Specification Lesson Plan

Learn to specify before you implement. Each lesson builds a different specification skill, progressing from pen-and-paper methods to formal tools.

Lesson 1: The Cost of Vagueness

Goal: Experience specification failure firsthand.

Concepts

Ambiguous specifications produce divergent implementations. The cost of discovering ambiguity during coding exceeds the cost of discovering it during specification. The specification test: give the same spec to three people. If they build different things, the spec is insufficient.

Exercises

Implement from a vague spec

Read this requirement: “Build a function that applies discounts to orders.” Implement it in any language. Do not ask clarifying questions — just build what seems right.
```
def apply_discount(order):
    # Your implementation here
    pass
```
Now compare your assumptions: Does “discount” mean percentage or flat amount? Does it apply to the subtotal or the total with tax? Can discounts stack? Is there a maximum discount? What happens with a $0 order?

Rewrite as a precise specification

apply_discount(order, discount) -> order

Preconditions:
- order.subtotal >= 0
- 0 < discount.percent <= 50
- discount is not expired (discount.expires_at > now)

Postconditions:
- result.subtotal == order.subtotal * (1 - discount.percent / 100)
- result.items == order.items (unchanged)
- result.discount_applied == discount.id

Invariants:
- result.subtotal >= 0 (discount cannot produce negative totals)
- only one discount per order

Find remaining gaps

Read your specification again. What about: currency rounding? Already- discounted orders? Discounts on individual items vs. the whole order? List every question the specification does not answer.

Checkpoint

Write a specification for a transfer(from_account, to_account, amount) function. Include preconditions, postconditions, and at least three invariants. Have someone else read it without explanation — every question they ask reveals a gap.

Lesson 2: Decision Tables

Goal: Use the simplest formal method to eliminate ambiguity.

Concepts

A decision table lists every combination of conditions and their outcomes. For n boolean conditions, the table has 2^n rows. Missing rows mean missing specifications. Decision tables work for business rules, configuration logic, and access control — anywhere conditions combine.

Exercises

Build a shipping rate table

Conditions:
- Domestic vs International
- Order weight: Light (<2kg), Heavy (≥2kg)
- Prime member: Yes/No

| Domestic? | Heavy? | Prime? | Rate     |
|-----------|--------|--------|----------|
| Y         | N      | Y      | Free     |
| Y         | N      | N      | $5       |
| Y         | Y      | Y      | $3       |
| Y         | Y      | N      | $10      |
| N         | N      | Y      | $8       |
| N         | N      | N      | $15      |
| N         | Y      | Y      | $12      |
| N         | Y      | N      | $25      |

Eight rows. No ambiguity about what any combination costs. If product asks “what does a heavy international prime order cost?” you point to row 7.

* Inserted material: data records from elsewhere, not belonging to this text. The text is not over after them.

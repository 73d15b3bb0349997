use std::sync::Arc;

use reqwest::{Client, Request, RequestBuilder, Response};

use super::middleware::{BearerAuth, InvalidateOnUnauthorized, Middleware, RequestTrace};
use super::ApiError;
use crate::auth::Session;

/// Sends requests through an ordered list of middleware.
///
/// Outbound hooks run in registration order before the request is sent,
/// inbound hooks run in registration order once the result is known.
/// Clone is cheap - the client and hooks are shared.
#[derive(Clone)]
pub struct Pipeline {
    client: Client,
    middleware: Vec<Arc<dyn Middleware>>,
}

impl Pipeline {
    pub fn new(client: Client) -> Self {
        Self {
            client,
            middleware: Vec::new(),
        }
    }

    /// The standard stack: tracing, bearer auth, 401 invalidation
    pub fn authenticated(client: Client, session: Session) -> Self {
        Self::new(client)
            .with(RequestTrace)
            .with(BearerAuth::new(session.clone()))
            .with(InvalidateOnUnauthorized::new(session))
    }

    /// Append a middleware to the end of the chain
    pub fn with(mut self, middleware: impl Middleware + 'static) -> Self {
        self.middleware.push(Arc::new(middleware));
        self
    }

    pub fn client(&self) -> &Client {
        &self.client
    }

    /// Send a request through the middleware chain
    pub async fn execute(&self, builder: RequestBuilder) -> Result<Response, ApiError> {
        let request = builder.build()?;
        let request = self.outbound(request)?;

        let result = match self.client.execute(request).await {
            Ok(response) => Self::check_response(response).await,
            Err(e) => Err(ApiError::from(e)),
        };

        self.inbound(result)
    }

    fn outbound(&self, request: Request) -> Result<Request, ApiError> {
        self.middleware
            .iter()
            .try_fold(request, |request, m| m.on_request(request))
    }

    fn inbound(&self, result: Result<Response, ApiError>) -> Result<Response, ApiError> {
        self.middleware
            .iter()
            .fold(result, |result, m| m.on_response(result))
    }

    /// Check if response is successful, returning an error with body if not.
    async fn check_response(response: Response) -> Result<Response, ApiError> {
        if response.status().is_success() {
            Ok(response)
        } else {
            let status = response.status();
            let body = response.text().await.unwrap_or_default();
            Err(ApiError::from_status(status, &body))
        }
    }
}
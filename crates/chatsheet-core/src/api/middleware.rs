//! Request/response hooks run by the [`Pipeline`](super::Pipeline).
//!
//! Outbound hooks see the fully built request before it is sent.
//! Inbound hooks see the result after non-2xx statuses have been turned
//! into [`ApiError`]s. Both return the value they were given unless they
//! have a reason to change it.

use reqwest::header::{self, HeaderValue};
use reqwest::{Request, Response};
use tracing::{debug, error, warn};

use super::ApiError;
use crate::auth::Session;

pub trait Middleware: Send + Sync {
    /// Runs before the request is sent
    fn on_request(&self, request: Request) -> Result<Request, ApiError> {
        Ok(request)
    }

    /// Runs after the response (or transport error) is received
    fn on_response(&self, result: Result<Response, ApiError>) -> Result<Response, ApiError> {
        result
    }
}

/// Attaches `Authorization: Bearer <token>` when a token is stored.
pub struct BearerAuth {
    session: Session,
}

impl BearerAuth {
    pub fn new(session: Session) -> Self {
        Self { session }
    }
}

impl Middleware for BearerAuth {
    fn on_request(&self, mut request: Request) -> Result<Request, ApiError> {
        if let Some(token) = self.session.token() {
            let mut value = HeaderValue::from_str(&format!("Bearer {}", token))
                .map_err(|_| ApiError::InvalidCredential)?;
            value.set_sensitive(true);
            request.headers_mut().insert(header::AUTHORIZATION, value);
        }
        Ok(request)
    }
}

/// Clears the stored token when the server answers 401.
/// The error itself is passed on untouched.
pub struct InvalidateOnUnauthorized {
    session: Session,
}

impl InvalidateOnUnauthorized {
    pub fn new(session: Session) -> Self {
        Self { session }
    }
}

impl Middleware for InvalidateOnUnauthorized {
    fn on_response(&self, result: Result<Response, ApiError>) -> Result<Response, ApiError> {
        if let Err(ref e) = result {
            if e.is_unauthorized() {
                if let Err(store_err) = self.session.clear() {
                    warn!(error = %store_err, "Failed to clear token after 401");
                }
                // TODO: surface a re-login prompt to callers once they can subscribe to session changes
                error!("401 Unauthorized, token cleared");
            }
        }
        result
    }
}

/// Debug-level log line for every request. Header values are never logged.
pub struct RequestTrace;

impl Middleware for RequestTrace {
    fn on_request(&self, request: Request) -> Result<Request, ApiError> {
        debug!(method = %request.method(), url = %request.url(), "Sending request");
        Ok(request)
    }

    fn on_response(&self, result: Result<Response, ApiError>) -> Result<Response, ApiError> {
        match &result {
            Ok(response) => {
                debug!(status = %response.status(), url = %response.url(), "Received response")
            }
            Err(e) => debug!(error = %e, "Request failed"),
        }
        result
    }
}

Find missing cases in an existing system

Pick a feature with conditional logic in code you work on. List all conditions. Build the decision table. Count the rows. Compare to the number of code branches. Missing branches = missing specifications.

Convert a decision table to code

def shipping_rate(domestic: bool, heavy: bool, prime: bool) -> int:
    table = {
        (True,  False, True):  0,
        (True,  False, False): 5,
        (True,  True,  True):  3,
        (True,  True,  False): 10,
        (False, False, True):  8,
        (False, False, False): 15,
        (False, True,  True):  12,
        (False, True,  False): 25,
    }
    return table[(domestic, heavy, prime)]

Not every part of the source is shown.